▶ _Task to complete_:
Tally up the lines below that carry the word "retries", answering with the figure alone.

▶ _Saved data entries_:

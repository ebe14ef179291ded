// src/core/engine.rs
use std::path::{Path, PathBuf};

use tracing::{debug, error, info, warn};

use super::aggregator::{Aggregator, Analysis, AnalysisInput};
use super::export::{NotionClient, WorkspaceClient, WorkspaceExporter};
use super::llm::{create_generator, Describer, Descriptions, TextGenerator};
use super::plugins::plugin_for;
use super::render::{render_json, MarkdownRenderer};
use super::retry::RetryPolicy;
use crate::config::{Config, Ecosystem, OutputFormat, WorkspaceCredentials};
use crate::error::{Result, SpecError};

/// What one invocation asked for; unset fields fall back to the config file.
#[derive(Debug, Clone)]
pub struct RunOptions {
    pub input: AnalysisInput,
    pub ecosystem: Option<Ecosystem>,
    pub ai_backend: Option<String>,
    pub no_ai: bool,
    pub format: Option<OutputFormat>,
    pub output_path: Option<PathBuf>,
    pub notion_token: Option<String>,
    pub notion_page_id: Option<String>,
    pub notion_flat: bool,
}

/// Options resolved against the config and environment, validated up front
#[derive(Debug)]
struct RunPlan {
    input: AnalysisInput,
    ecosystem: Ecosystem,
    format: OutputFormat,
    output_path: PathBuf,
    /// `None` when descriptions are disabled
    backend: Option<String>,
    credentials: Option<WorkspaceCredentials>,
    notion_flat: bool,
}

#[derive(Debug, Default)]
pub struct RunReport {
    pub written: Vec<PathBuf>,
    pub urls: Vec<String>,
}

/// Main orchestration engine: analyze, describe, render, write, export
pub struct Engine {
    config: Config,
}

impl Engine {
    pub fn new(config: Config) -> Self {
        debug!("Loaded configuration: {:?}", config);
        Self { config }
    }

    /// Credentials are checked before the inputs, and both before any work.
    fn plan_with<F>(&self, options: RunOptions, env: F) -> Result<RunPlan>
    where
        F: Fn(&str) -> Option<String>,
    {
        let format = options.format.unwrap_or(self.config.output.format);
        let credentials = if format.is_workspace_export() {
            Some(WorkspaceCredentials::resolve_with(
                options.notion_token.as_deref(),
                options.notion_page_id.as_deref(),
                &env,
            )?)
        } else {
            None
        };

        options.input.validate()?;

        let backend = if options.no_ai || !self.config.llm.enabled {
            None
        } else {
            Some(
                options
                    .ai_backend
                    .or_else(|| env("AI_BACKEND").filter(|b| !b.trim().is_empty()))
                    .unwrap_or_else(|| self.config.llm.provider.clone()),
            )
        };

        Ok(RunPlan {
            input: options.input,
            ecosystem: options.ecosystem.unwrap_or(self.config.project.ecosystem),
            format,
            output_path: options.output_path.unwrap_or_else(|| self.config.output.path.clone()),
            backend,
            credentials,
            notion_flat: options.notion_flat,
        })
    }

    fn create_backend(&self, name: &str) -> Option<Box<dyn TextGenerator>> {
        let mut llm = self.config.llm.clone();
        llm.provider = name.to_string();
        match create_generator(&llm) {
            Ok(generator) => {
                info!("✅ Text generation enabled: {}", generator.backend_name());
                Some(generator)
            }
            Err(e) => {
                warn!("⚠️ Failed to initialize text generation: {}", e);
                warn!("Continuing without descriptions");
                None
            }
        }
    }

    pub async fn run(&self, options: RunOptions) -> Result<RunReport> {
        let plan = self.plan_with(options, |key| std::env::var(key).ok())?;

        let generator = match &plan.backend {
            Some(name) => self.create_backend(name),
            None => {
                debug!("Text generation disabled");
                None
            }
        };
        let client = plan.credentials.as_ref().map(|c| NotionClient::new(&c.token));
        let workspace = match (&client, &plan.credentials) {
            (Some(client), Some(credentials)) => {
                Some((client as &dyn WorkspaceClient, credentials.parent_page_id.as_str()))
            }
            _ => None,
        };

        self.execute(&plan, generator.as_deref(), workspace).await
    }

    async fn execute(
        &self,
        plan: &RunPlan,
        generator: Option<&dyn TextGenerator>,
        workspace: Option<(&dyn WorkspaceClient, &str)>,
    ) -> Result<RunReport> {
        info!("🚀 Generating {} output for a {} project", plan.format, plan.ecosystem);

        let plugin = plugin_for(plan.ecosystem);
        let analysis = Aggregator::new(plugin.as_ref(), &self.config.project.ignore_dirs).analyze(&plan.input)?;
        if analysis.model.is_empty() {
            warn!("No {} artifacts recognized under {}", plugin.ecosystem_name(), analysis.root.display());
        }

        let descriptions = match generator {
            Some(generator) => {
                let policy = RetryPolicy::new(self.config.llm.timeout_secs, self.config.llm.retries);
                Describer::new(generator, policy).describe(&analysis.model).await
            }
            None => Descriptions::new(),
        };

        let mut report = RunReport {
            written: write_outputs(plan.format, &plan.output_path, &analysis, &descriptions)?,
            urls: Vec::new(),
        };
        for path in &report.written {
            info!("📄 Wrote {}", path.display());
        }

        if let Some((client, parent_id)) = workspace {
            match self.export(plan, &analysis, &descriptions, client, parent_id).await {
                Ok(urls) => {
                    for url in &urls {
                        info!("🔗 {}", url);
                    }
                    report.urls = urls;
                }
                Err(e) => {
                    error!("❌ Export failed: {}", e);
                    error!("Local output kept at {}", plan.output_path.display());
                    return Err(e);
                }
            }
        }

        info!("🎉 Done");
        Ok(report)
    }

    async fn export(
        &self,
        plan: &RunPlan,
        analysis: &Analysis,
        descriptions: &Descriptions,
        client: &dyn WorkspaceClient,
        parent_id: &str,
    ) -> Result<Vec<String>> {
        let policy = RetryPolicy::new(self.config.export.timeout_secs, self.config.export.retries);
        let exporter = WorkspaceExporter::new(client, policy);
        let renderer = MarkdownRenderer::new(&analysis.model, descriptions);
        let title = output_stem(&plan.output_path);

        match plan.format {
            OutputFormat::Notion => {
                let url = exporter.upload_markdown(&renderer.render_document(), parent_id, &title).await?;
                Ok(vec![url])
            }
            OutputFormat::NotionHierarchy if plan.notion_flat => {
                let urls = exporter.upload_flat(&renderer.render_sections(), parent_id).await?;
                Ok(urls.into_iter().map(|(_, url)| url).collect())
            }
            OutputFormat::NotionHierarchy => {
                let root_title = self.config.export.root_title.clone().unwrap_or(title);
                let url = exporter.upload_hierarchy(&renderer.render_sections(), parent_id, &root_title).await?;
                Ok(vec![url])
            }
            other => Err(SpecError::Config(format!("{} is not a workspace format", other))),
        }
    }
}

fn output_stem(path: &Path) -> String {
    path.file_stem()
        .and_then(|s| s.to_str())
        .filter(|s| !s.is_empty())
        .unwrap_or("spec")
        .to_string()
}

fn write_file(path: &Path, content: &str) -> Result<PathBuf> {
    if let Some(parent) = path.parent().filter(|p| !p.as_os_str().is_empty()) {
        std::fs::create_dir_all(parent)?;
    }
    std::fs::write(path, content)?;
    Ok(path.to_path_buf())
}

/// Write the local artifacts for `format`; workspace formats keep a single Markdown file.
fn write_outputs(
    format: OutputFormat,
    output_path: &Path,
    analysis: &Analysis,
    descriptions: &Descriptions,
) -> Result<Vec<PathBuf>> {
    let renderer = MarkdownRenderer::new(&analysis.model, descriptions);
    match format {
        OutputFormat::Markdown | OutputFormat::Notion | OutputFormat::NotionHierarchy => {
            Ok(vec![write_file(output_path, &renderer.render_document())?])
        }
        OutputFormat::MarkdownMulti => {
            let stem = output_stem(output_path);
            let dir = output_path.parent().unwrap_or_else(|| Path::new(""));
            renderer
                .render_sections()
                .into_iter()
                .map(|(section, markdown)| {
                    write_file(&dir.join(format!("{}_{}.md", stem, section.key())), &markdown)
                })
                .collect()
        }
        OutputFormat::Json => {
            let json = render_json(&analysis.model, descriptions, &analysis.documents)?;
            Ok(vec![write_file(&output_path.with_extension("json"), &json)?])
        }
    }
}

▶ _Written response_:
2